Lowry v. Atlantic Coast Line R. Co.

Decision Date13 July 1912
PartiesLOWRY v. ATLANTIC COAST LINE R. CO.
CourtSouth Carolina Supreme Court

Appeal from Common Pleas Circuit Court of Sumter County; Ernest Gary, Judge.

Action by Mrs. E. A. Lowry against the Atlantic Coast Line Railroad Company. Judgment for plaintiff, and defendant appeals. Affirmed.

See also, 91 S.C. 350, 74 S.E. 753.

L. D Jennings, of Sumter, for appellant. Willcox & Willcox, of Florence, and Mark Reynolds, of Sumter, for respondent.

WATTS J.

This is an action against the defendant company for loss and damage to shipment of household furniture which the plaintiff had shipped from Henrietta, Tex., to Sumter, S.C. Upon the first trial of the cause, the presiding judge directed a verdict in favor of the defendant, which upon appeal was reversed. See 88 S.C. 310, 70 S.E. 806. Some time thereafter and before the summer term of court for Sumter county in 1911, the defendant gave notice that a motion would be made on July 3d for an order allowing an amendment to the original answer.
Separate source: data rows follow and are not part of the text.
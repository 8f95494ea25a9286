/// Input column names
pub const DATE_COLUMN: &str = "DATE";
pub const PRCP_COLUMN: &str = "PRCP";
pub const TMIN_COLUMN: &str = "TMIN";
pub const TAVG_COLUMN: &str = "TAVG";
pub const TMAX_COLUMN: &str = "TMAX";

/// Climate variables in output order
pub const CLIMATE_VARIABLES: [&str; 4] = [PRCP_COLUMN, TMIN_COLUMN, TAVG_COLUMN, TMAX_COLUMN];

/// Calendar column names
pub const YEAR_COLUMN: &str = "YEAR";
pub const MONTH_COLUMN: &str = "MONTH";
pub const DAY_OF_YEAR_COLUMN: &str = "DAY_OF_YEAR";
pub const WEEK_OF_YEAR_COLUMN: &str = "WEEK_OF_YEAR";
pub const SEASON_COLUMN: &str = "SEASON";

/// Feature defaults
pub const DEFAULT_MIN_YEAR: i32 = 2013;
pub const DEFAULT_BACKWARD_LAGS: usize = 30;
pub const DEFAULT_FORWARD_LAGS: usize = 4;
pub const DEFAULT_SEASONAL_OFFSET: usize = 365;
pub const DEFAULT_SEASONAL_WINDOW: usize = 5;

/// Files whose name contains this are station metadata, not observations
pub const DEFAULT_SKIP_PATTERN: &str = "stations";

/// Directory defaults
pub const DEFAULT_INPUT_DIR: &str = "raw_data/noaa/to_csv";
pub const DEFAULT_OUTPUT_DIR: &str = "processed_data";

/// Processing defaults
pub const DEFAULT_BUFFER_SIZE: usize = 8192 * 16; // 128KB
This motion was not brought to a hearing by the defendant during that term of court. On November 2, 1911, the defendant served upon plaintiff's counsel another notice that a motion would be made on November 6th before the presiding judge, Hon. Robert E. Copes, for an order to amend the answer. With this notice an affidavit of one of defendant's counsel was served stating that he had only recently been able to secure complete information upon the facts upon which he was seeking to amend the answer. Judge Copes refused to allow the amendment, holding that the notice of November 2d of the motion to be heard November 6th was not sufficient as to time. This cause was then tried before a jury and a verdict rendered for the plaintiff. A motion was made for a new trial which was overruled, and defendant appeals on 15 grounds.

At the hearing of the cause in this court, exceptions 4, 5, 7, and 10 were withdrawn by the appellant. The first, second, and third exceptions allege error on the part of his honor, Judge Copes, in refusing to pass upon the merits of the motion for leave to amend the answer. The original notice of motion was served June 28, 1911, fixing the hearing of the motion on July 3, 1911, or "as soon thereafter as counsel could be heard." The motion was not heard at the July term of court, and afterwards on November 2, 1911, an additional notice was served notifying plaintiff's counsel that defendant would renew the notice of motion and the motion papers "heretofore served on June 28, 1911, on November 6, 1911," or "as soon thereafter as counsel could be heard." Judge Copes held that the notice served in June had lost all legal vitality, and that the notice served in November was ineffectual because it did not allow sufficient time. We think his honor was in error in so holding. The failure to dispose of the motion at the July term of court did not destroy the vitality of the notice. It provided for it to be heard at that term or "as soon thereafter as counsel could be heard." The object of the notice was to prepare the opposing counsel. It would be an extremely technical rule which would, as a matter of law, deprive a litigant of the right to have a motion of this nature heard under the circumstances as developed here. His honor was in error in holding that he could not hear the motion and that he had no discretion in the matter. He should have heard the motion and granted or refused it as he saw fit in his discretion.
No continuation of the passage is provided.